How much sugar is too much?
With Halloween around the corner, your mind –or your kids’ minds — may be filled with visions of peanut butter cups and candy corn. While these sweet treats are tasty and can be enjoyed in moderation, consuming too much sugar can increase the risk of health problems including tooth decay, diabetes, heart disease, and obesity. With this in mind, here are four tips from our Nutrition Education Team for keeping your sugar consumption in check:
1. Know the different types of sugar
Natural sugars (such as fructose and lactose) are those naturally found in foods including fruit and dairy products. Aim to get most of your sugar intake from things with naturally occurring sugar, such as plain yogurt, low-fat milk, and whole or cut fruit. Avoid added sugars –such as granulated sugar, corn syrup, honey, agave or cane juice — which are added to foods during processing, preparation, or at the table.
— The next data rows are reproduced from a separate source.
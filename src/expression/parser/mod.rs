//! Recursive-descent parser producing [`Expr`] trees.
//!
//! Precedence, lowest first:
//!
//! ```text
//! ternary     := coalesce ('?' expression ':' ternary)?
//! coalesce    := or ('??' coalesce)?
//! or          := and (('||' | 'or') and)*
//! and         := unary (('&&' | 'and') unary)*
//! unary       := ('!' | 'not') unary | comparison
//! comparison  := postfix (cmp postfix)?
//! postfix     := primary ('.' ident | '.' '{' members '}' | '(' expr ')'
//!                         | '[' indexer ']' | ':' func ('(' args ')')?)*
//! primary     := literal | ident '?'? | '(' expression ')' | '{' members '}'
//! ```

use super::ast::{
    AggregationNode, BinaryConditionNode, BooleanFunctionNode, CoalesceNode, ComparisonOp, Expr,
    FilterNode, FunctionNode, GroupByNode, GroupElementsNode, IndexerNode, Literal,
    LogicalConditionNode, LogicalOp, NavigationNode, NotNode, ProjectionMember, ProjectionNode,
    PropertyNode, RootProjectionNode, SortDirection, TernaryNode,
};
use super::error::{Result, SyntaxError, SyntaxErrorKind};
use super::functions::{self, FunctionKind};
use super::token::{Token, TokenKind};
use super::tokenizer::tokenize;
use std::collections::HashSet;

/// Parse an expression string into its syntax tree.
pub fn parse(expression: &str) -> Result<Expr> {
    let tokens = tokenize(expression)?;
    let mut parser = Parser {
        source: expression,
        tokens,
        pos: 0,
        ternary_depth: 0,
        calls: Vec::new(),
        separators: HashSet::new(),
    };
    let expr = parser.expression()?;
    parser.expect_end()?;
    Ok(expr)
}

struct Parser<'a> {
    source: &'a str,
    tokens: Vec<Token>,
    pos: usize,
    /// Number of enclosing ternary true-branches; a `:` that does not start
    /// a known function closes the innermost one.
    ternary_depth: usize,
    /// Token indices of `:` read as function calls inside a true-branch.
    calls: Vec<usize>,
    /// Token indices of `:` that must close a ternary.
    separators: HashSet<usize>,
}
//! Lexical and syntax errors raised while reading an expression.

/// A tokenizer or parser failure.
///
/// The `position` is a 0-based character offset into `expression`. The
/// rendered message always names what was expected, what was found and
/// where, so build-time tooling can surface it verbatim.
#[derive(Debug, Clone, PartialEq, Eq, thiserror::Error)]
#[error("{message} at position {position} in expression '{expression}'")]
pub struct SyntaxError {
    /// Full expression text being processed.
    pub expression: String,
    /// Human-readable description of the failure.
    pub message: String,
    /// Character offset of the offending token.
    pub position: usize,
    /// Failure category.
    pub kind: SyntaxErrorKind,
}

/// Categories of syntax failures.
#[derive(Debug, Clone, Copy, PartialEq, Eq)]
pub enum SyntaxErrorKind {
    /// Character the tokenizer does not recognize (including lone `&`/`|`).
    UnexpectedCharacter,
    /// String literal without its closing quote.
    UnterminatedString,
    /// Token that does not fit the grammar at this point.
    UnexpectedToken,
    /// Missing `]`, `)` or `}`.
    UnbalancedBracket,
    /// Missing `.` before a navigation segment or projection.
    MissingDot,
    /// Computed projection member without `as <alias>`.
    MissingAlias,
    /// Function name not in the catalog.
    UnknownFunction,
    /// Function called with too few or too many arguments.
    InvalidArguments,
}

impl SyntaxError {
    pub(crate) fn new(
        expression: &str,
        kind: SyntaxErrorKind,
        message: impl Into<String>,
        position: usize,
    ) -> Self {
        Self {
            expression: expression.to_string(),
            message: message.into(),
            position,
            kind,
        }
    }
}

/// Result type for tokenizing and parsing.
pub type Result<T> = std::result::Result<T, SyntaxError>;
Many prepackaged, flavored foods have added sugars, something we should all limit for good health.
2. Know your limits
While we do not need ANY added sugars as a part of a healthy diet, they are prolific in the foods we consume today. The 2015 Dietary Guidelines for Americans recommend limiting our added sugar intake. Keep in mind this general rule of thumb from medical experts:
- Children should consume no more than 3 teaspoons of added sugar per day
- Adult women should consume no more than 6 teaspoons of added sugar per day
- Adult men should consume no more than 9 teaspoons of added sugar per day
3. Do the math: 4g = 1 tsp
Unfortunately, current nutrition labels list sugars in “grams per serving” instead of teaspoons. Some quick math can help you figure out how much sugar is in your food. Divide the number of grams per serving by four to get the total number of teaspoons per serving. One challenge is that currently, both natural and added sugars are lumped together. In the next few years, you will see the nutrition labeling differentiate between the two.
4. Check the ingredient list
A good rule of thumb is that if sugar (or one of the more than 50 names for sugar) is within the first three ingredients on a food’s ingredient list, skip it. Ingredients in a product are listed by volume, meaning that the most prominent ingredient is always listed first. Having sugar in the top three means it is likely filled with the sweet stuff.